Recently, I saw an interview on television with a presidential historian about United States Presidents and their absent fathers. The expert also looked at the current presidential nominees for the Democrats and the Republicans, their absent fathers and their need to please them. The discussion also included suggested reasons for their success.
One of the reasons given for the success obtained by children of famous fathers is that their fathers were often absent from home and were very career-oriented parents. It was suggested that if a father is frequently gone from home because of his career, that the child will also be a driven, career-oriented adult. Conversely, if the father is a “taxi driver” and takes his kids to all of their little league games, it follows that that child will grow up to be the same. Nonsense!
What is more likely is the other suggestion that was made about the children always trying to gain the approval of their absent fathers. President, George W. Bush, and the two presidential nominees, John McCain and Barak Obama all had absent fathers, but they still strived to please them. George H.W. Bush was involved in politics most of his life and had little time for his children. John S. McCain, Jr. was a four star admiral in the U.S. Navy, who served during World War II and the Vietnam War. The Admiral, as you can imagine, did not have much time for his son, John S. McCain, III, who also served in Vietnam and was captured and held as a prisoner of war for over five years. Barak Obama, Sr. left his wife and son, Barak Obama, Jr. when his son was just two years old in order to attend Harvard University. He later returned to his home country of Kenya and was a government economist. He only returned one time to see his child when Barak Jr. was ten years old. And yet, with all of these absent fathers, each child grew up to be very ambitious, successful, goal-oriented persons themselves.
Why is that? There is a strong desire in each child to please their parents – especially the father. That desire is even more magnified when their father is a very successful, demanding parent with high expectations of their child. Nothing less than the child’s best effort will do. This is the “alpha male” who demands excellence from those around him to be better than everyone else.
Some kids can navigate this demanding path to achievement. But how do these kids grow up to be so successful? The child is motivated to please their absent father. The child learns that he or she has to work hard for their parent’s approval. Once that approval is gained with hard work and accomplishment, there is a positive reinforcement that is gained by the child. With each accomplishment and subsequent approval from the demanding father a pattern of behavior is established in the child, and ultimately leads to obtaining a higher level of success in life.

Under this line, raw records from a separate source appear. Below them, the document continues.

use crate::config::{Config, SpikeConfig};
use crate::error::Result;
use crate::session::{LoadReport, MeasurementSession, SessionPaths};
use std::path::Path;
use std::time::Instant;

#[derive(Debug, Clone, Default)]
pub struct RescanOptions {
    /// New thresholds applied to every epoch.
    pub thresholds: Option<Vec<f32>>,
    /// New snippet geometry.
    pub geometry: Option<SpikeConfig>,
}

#[derive(Debug, Clone)]
pub struct RescanSummary {
    pub load: LoadReport,
    pub epochs_rescanned: usize,
    pub spikes: usize,
    pub exported: Option<usize>,
    pub elapsed_secs: f64,
}

/// Reloads a saved measurement, optionally re-detects spikes with new
/// thresholds or geometry, and exports the spike table.
pub fn run(
    config: Config,
    paths: SessionPaths,
    options: &RescanOptions,
    csv_output: Option<&Path>,
) -> Result<RescanSummary> {
    let start = Instant::now();
    let mut session = MeasurementSession::new(config)?;
    let load = session.load(paths)?;
    let mut epochs_rescanned = 0;

    if let Some(geometry) = options.geometry {
        let changed = session.spikes_mut().set_spike_length(
            geometry.pre_threshold,
            geometry.post_threshold,
            geometry.spike_length,
        );
        if changed && options.thresholds.is_none() {
            // Stored spikes were dropped; rebuild them from the raw stream
            let thresholds: Vec<Vec<f32>> = session
                .entries()
                .iter()
                .map(|e| e.thresholds.clone().unwrap_or_default())
                .collect();
            for (index, thresholds) in thresholds.iter().enumerate() {
                session.set_epoch_thresholds(index, thresholds)?;
                epochs_rescanned += 1;
            }
        }
    }

    if let Some(thresholds) = &options.thresholds {
        let count = session.entries().len();
        for index in 0..count {
            session.set_epoch_thresholds(index, thresholds)?;
        }
        epochs_rescanned = count;
    }

    let exported = match csv_output {
        Some(path) => Some(session.export_spikes_csv(path)?),
        None => None,
    };

    let summary = RescanSummary {
        load,
        epochs_rescanned,
        spikes: session.spikes().total_spikes(),
        exported,
        elapsed_secs: start.elapsed().as_secs_f64(),
    };
    log::info!(
        "Rescan: {} epochs, {} rescanned, {} spikes in {:.2} s",
        summary.load.epochs,
        summary.epochs_rescanned,
        summary.spikes,
        summary.elapsed_secs
    );
    Ok(summary)
}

Please do not misunderstand. The point I’m trying to make here is not how great it is that people who are high achievers have absent fathers. Studies since the 1980’s, that anyone can now find on the web, demonstrate that absent fathers can bring a whole host of negative consequences for their children – more teenage pregnancies, more high school dropouts, more illicit drug and alcohol use, fewer college graduates, increased crime rates and involvement in gang activity. The point is that even fathers who are absent can still choose to be involved in their child’s life and help instill in them their values of excellence, high achievement, and a sense of duty to God, country, and family.